Il eut un rire de rancune enfin satisfaite, et Gagnière, à l’autre bout de la table, laissa entendre le même ricanement. Alors, ils se soulagèrent en paroles mauvaises, ils se réjouirent de la débâcle qui consternait le monde des jeunes maîtres. C’était fatal, les temps prédits arrivaient, la hausse exagérée sur les tableaux aboutissait à une catastrophe. Depuis que la panique s’était mise chez les amateurs, pris de l’affolement des gens de Bourse, sous le vent de la baisse, les prix s’effondraient de jour en jour, on ne vendait plus rien.
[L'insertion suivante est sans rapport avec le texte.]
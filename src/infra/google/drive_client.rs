// Drive v3 client: uploads chart images (multipart), shares them publicly so
// the Slides API can fetch them, and searches for theme presentations.

use async_trait::async_trait;
use rand::distributions::Alphanumeric;
use rand::Rng;
use reqwest::{Client, RequestBuilder, Response};

use super::api_models::{DriveFile, DriveFileList};
use super::google_auth::GoogleCredentials;
use super::slides_client::check_status;
use crate::core::slides::{AssetReference, AssetUploader, SlidesError, ThemeCatalog, ThemeTemplate};

const DRIVE_BASE_URL: &str = "https://www.googleapis.com/drive/v3";
const DRIVE_UPLOAD_URL: &str = "https://www.googleapis.com/upload/drive/v3";
const PRESENTATION_MIME: &str = "application/vnd.google-apps.presentation";

pub struct GoogleDriveClient {
    client: Client,
    credentials: GoogleCredentials,
    base_url: String,
    upload_url: String,
}

impl GoogleDriveClient {
    pub fn new(client: Client, credentials: GoogleCredentials) -> Self {
        Self {
            client,
            credentials,
            base_url: DRIVE_BASE_URL.to_string(),
            upload_url: DRIVE_UPLOAD_URL.to_string(),
        }
    }

    /// Points both the metadata and upload endpoints at `root`
    /// (`{root}/drive/v3` and `{root}/upload/drive/v3`).
    pub fn with_root_url(mut self, root: &str) -> Self {
        let root = root.trim_end_matches('/');
        self.base_url = format!("{}/drive/v3", root);
        self.upload_url = format!("{}/upload/drive/v3", root);
        self
    }

    async fn send(&self, request: RequestBuilder) -> Result<Response, SlidesError> {
        let token = self.credentials.bearer().await?;
        let response = request
            .bearer_auth(token)
            .send()
            .await
            .map_err(|e| SlidesError::RemoteApi {
                status: e.status().map(|s| s.as_u16()).unwrap_or(0),
                message: e.to_string(),
            })?;
        check_status(response).await
    }

    /// `files.list` restricted to presentations matching `name_clause`,
    /// newest first.
    async fn search_presentations(&self, name_clause: &str) -> Result<Vec<ThemeTemplate>, SlidesError> {
        let query = format!(
            "mimeType='{}' and trashed=false and ({})",
            PRESENTATION_MIME, name_clause
        );
        let url = format!("{}/files", self.base_url);
        let response = self
            .send(self.client.get(&url).query(&[
                ("q", query.as_str()),
                ("orderBy", "modifiedTime desc"),
                ("fields", "files(id,name,modifiedTime)"),
                ("pageSize", "100"),
            ]))
            .await?;
        let list: DriveFileList = response.json().await.map_err(|e| SlidesError::RemoteApi {
            status: 0,
            message: format!("unexpected Drive response: {}", e),
        })?;
        Ok(list.files.into_iter().map(ThemeTemplate::from).collect())
    }
}

/// Escapes a value for use inside a single-quoted Drive query string.
fn escape_query(value: &str) -> String {
    value.replace('\\', "\\\\").replace('\'', "\\'")
}

/// `multipart/related` body: JSON metadata part followed by the media part.
fn multipart_body(boundary: &str, metadata: &serde_json::Value, content_type: &str, bytes: &[u8]) -> Vec<u8> {
    let mut body = Vec::with_capacity(bytes.len() + 512);
    body.extend_from_slice(
        format!(
            "--{b}\r\nContent-Type: application/json; charset=UTF-8\r\n\r\n{meta}\r\n--{b}\r\nContent-Type: {ct}\r\n\r\n",
            b = boundary,
            meta = metadata,
            ct = content_type
        )
        .as_bytes(),
    );
    body.extend_from_slice(bytes);
    body.extend_from_slice(format!("\r\n--{}--\r\n", boundary).as_bytes());
    body
}

fn upload_failure(err: SlidesError) -> SlidesError {
    match err {
        SlidesError::RemoteApi { status, message } => {
            SlidesError::UploadFailure(format!("Drive returned {}: {}", status, message))
        }
        other => other,
    }
}

#[async_trait]
impl AssetUploader for GoogleDriveClient {
    async fn upload(
        &self,
        file_name: &str,
        content_type: &str,
        bytes: &[u8],
    ) -> Result<AssetReference, SlidesError> {
        let boundary: String = rand::thread_rng()
            .sample_iter(&Alphanumeric)
            .take(32)
            .map(char::from)
            .collect();
        let metadata = serde_json::json!({ "name": file_name, "mimeType": content_type });

        let url = format!("{}/files", self.upload_url);
        let response = self
            .send(
                self.client
                    .post(&url)
                    .query(&[("uploadType", "multipart"), ("fields", "id")])
                    .header(
                        reqwest::header::CONTENT_TYPE,
                        format!("multipart/related; boundary={}", boundary),
                    )
                    .body(multipart_body(&boundary, &metadata, content_type, bytes)),
            )
            .await
            .map_err(upload_failure)?;
        let file: DriveFile = response
            .json()
            .await
            .map_err(|e| SlidesError::UploadFailure(format!("unexpected Drive response: {}", e)))?;

        let permission_url = format!("{}/files/{}/permissions", self.base_url, file.id);
        self.send(
            self.client
                .post(&permission_url)
                .json(&serde_json::json!({ "role": "reader", "type": "anyone" })),
        )
        .await
        .map_err(upload_failure)?;

        tracing::info!(file_id = %file.id, file_name, bytes = bytes.len(), "Uploaded asset to Drive");
        Ok(AssetReference::from_drive_file(file.id))
    }
}

#[async_trait]
impl ThemeCatalog for GoogleDriveClient {
    async fn list_themes(&self) -> Result<Vec<ThemeTemplate>, SlidesError> {
        self.search_presentations("name contains 'theme' or name contains 'template'")
            .await
    }

    async fn find_by_name(&self, name: &str) -> Result<Option<ThemeTemplate>, SlidesError> {
        let clause = format!("name contains '{}'", escape_query(name));
        Ok(self.search_presentations(&clause).await?.into_iter().next())
    }
}

#[cfg(test)]
mod tests {
    use std::sync::atomic::{AtomicUsize, Ordering};

    use super::*;
    use crate::infra::google::slides_client::test_support::credentials;
    use serde_json::json;
    use wiremock::matchers::{body_partial_json, method, path, query_param};
    use wiremock::{Mock, MockServer, Request, Respond, ResponseTemplate};

    /// Hands out `file1`, `file2`, ... per upload.
    struct SequentialIds(AtomicUsize);

    impl Respond for SequentialIds {
        fn respond(&self, _request: &Request) -> ResponseTemplate {
            let n = self.0.fetch_add(1, Ordering::SeqCst) + 1;
            ResponseTemplate::new(200).set_body_json(json!({ "id": format!("file{}", n) }))
        }
    }

    async fn mount_drive(server: &MockServer) {
        Mock::given(method("POST"))
            .and(path("/upload/drive/v3/files"))
            .and(query_param("uploadType", "multipart"))
            .respond_with(SequentialIds(AtomicUsize::new(0)))
            .mount(server)
            .await;
        Mock::given(method("POST"))
            .and(path("/drive/v3/files/file1/permissions"))
            .and(body_partial_json(json!({ "role": "reader", "type": "anyone" })))
            .respond_with(ResponseTemplate::new(200).set_body_json(json!({ "id": "anyoneWithLink" })))
            .expect(1)
            .mount(server)
            .await;
        Mock::given(method("POST"))
            .and(path("/drive/v3/files/file2/permissions"))
            .respond_with(ResponseTemplate::new(200).set_body_json(json!({ "id": "anyoneWithLink" })))
            .mount(server)
            .await;
    }

    fn client(server: &MockServer) -> GoogleDriveClient {
        GoogleDriveClient::new(Client::new(), credentials()).with_root_url(&server.uri())
    }

    #[tokio::test]
    async fn test_same_bytes_twice_give_distinct_references() {
        let server = MockServer::start().await;
        mount_drive(&server).await;
        let drive = client(&server);

        let bytes = [137u8, 80, 78, 71];
        let first = drive.upload("chart.png", "image/png", &bytes).await.unwrap();
        let second = drive.upload("chart.png", "image/png", &bytes).await.unwrap();

        assert_ne!(first, second);
        assert_eq!(first.url, "https://drive.google.com/uc?id=file1");
        assert_eq!(second.file_id, "file2");
    }

    #[tokio::test]
    async fn test_upload_rejection_is_upload_failure() {
        let server = MockServer::start().await;
        Mock::given(method("POST"))
            .and(path("/upload/drive/v3/files"))
            .respond_with(ResponseTemplate::new(403).set_body_json(json!({
                "error": { "code": 403, "message": "storage quota exceeded" }
            })))
            .mount(&server)
            .await;

        let err = client(&server)
            .upload("chart.png", "image/png", &[1, 2, 3])
            .await
            .unwrap_err();
        assert_eq!(err.kind(), "UploadFailure");
        assert!(err.to_string().contains("quota"));
    }

    #[tokio::test]
    async fn test_permission_failure_is_upload_failure() {
        let server = MockServer::start().await;
        Mock::given(method("POST"))
            .and(path("/upload/drive/v3/files"))
            .respond_with(ResponseTemplate::new(200).set_body_json(json!({ "id": "f9" })))
            .mount(&server)
            .await;
        Mock::given(method("POST"))
            .and(path("/drive/v3/files/f9/permissions"))
            .respond_with(ResponseTemplate::new(500).set_body_string("backend error"))
            .mount(&server)
            .await;

        let err = client(&server)
            .upload("chart.png", "image/png", &[1])
            .await
            .unwrap_err();
        assert!(matches!(err, SlidesError::UploadFailure(_)));
    }

    #[tokio::test]
    async fn test_theme_listing_query() {
        let server = MockServer::start().await;
        Mock::given(method("GET"))
            .and(path("/drive/v3/files"))
            .and(query_param("orderBy", "modifiedTime desc"))
            .respond_with(ResponseTemplate::new(200).set_body_json(json!({
                "files": [
                    { "id": "t2", "name": "Dark Theme", "modifiedTime": "2024-05-01T00:00:00Z" },
                    { "id": "t1", "name": "Company Template" }
                ]
            })))
            .mount(&server)
            .await;

        let drive = client(&server);
        let themes = drive.list_themes().await.unwrap();
        assert_eq!(themes.len(), 2);
        assert_eq!(themes[0].name, "Dark Theme");
        assert!(themes[1].modified.is_none());

        let found = drive.find_by_name("Dark").await.unwrap().unwrap();
        assert_eq!(found.id, "t2");
    }

    #[test]
    fn test_query_escaping() {
        assert_eq!(escape_query("Bob's \\ deck"), "Bob\\'s \\\\ deck");
    }

    #[test]
    fn test_multipart_layout() {
        let body = multipart_body("XYZ", &json!({"name": "a.png"}), "image/png", b"PNG");
        let text = String::from_utf8(body).unwrap();
        assert!(text.starts_with("--XYZ\r\nContent-Type: application/json"));
        assert!(text.contains("Content-Type: image/png\r\n\r\nPNG\r\n--XYZ--"));
    }
}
Et il fallait voir le fameux Naudet au milieu de la déroute ! Il avait tenu bon d’abord, il avait inventé le coup de l’Américain, le tableau unique caché au fond d’une galerie, solitaire comme un dieu, le tableau dont il ne voulait même pas dire le prix, avec la certitude méprisante de ne pouvoir trouver un homme assez riche, et qu’il vendait enfin deux ou trois cent mille francs à un marchand de porcs de New-York, glorieux d’emporter la toile la plus chère de l’année. Mais ces coups-là ne se recommençaient pas, et Naudet, dont les dépenses avaient grandi avec les gains, entraîné et englouti dans le mouvement fou qui était son œuvre, entendait maintenant crouler sous lui son hôtel royal, qu’il devait défendre contre l’assaut des huissiers.

— Mahoudeau, vous ne reprenez pas des cèpes, interrompit obligeamment Henriette.

Le domestique présentait le filet, on mangeait, on vidait les carafes de vin ; mais l’aigreur était telle, que les bonnes choses passaient sans être goûtées, ce qui désolait la maîtresse et le maître de la maison.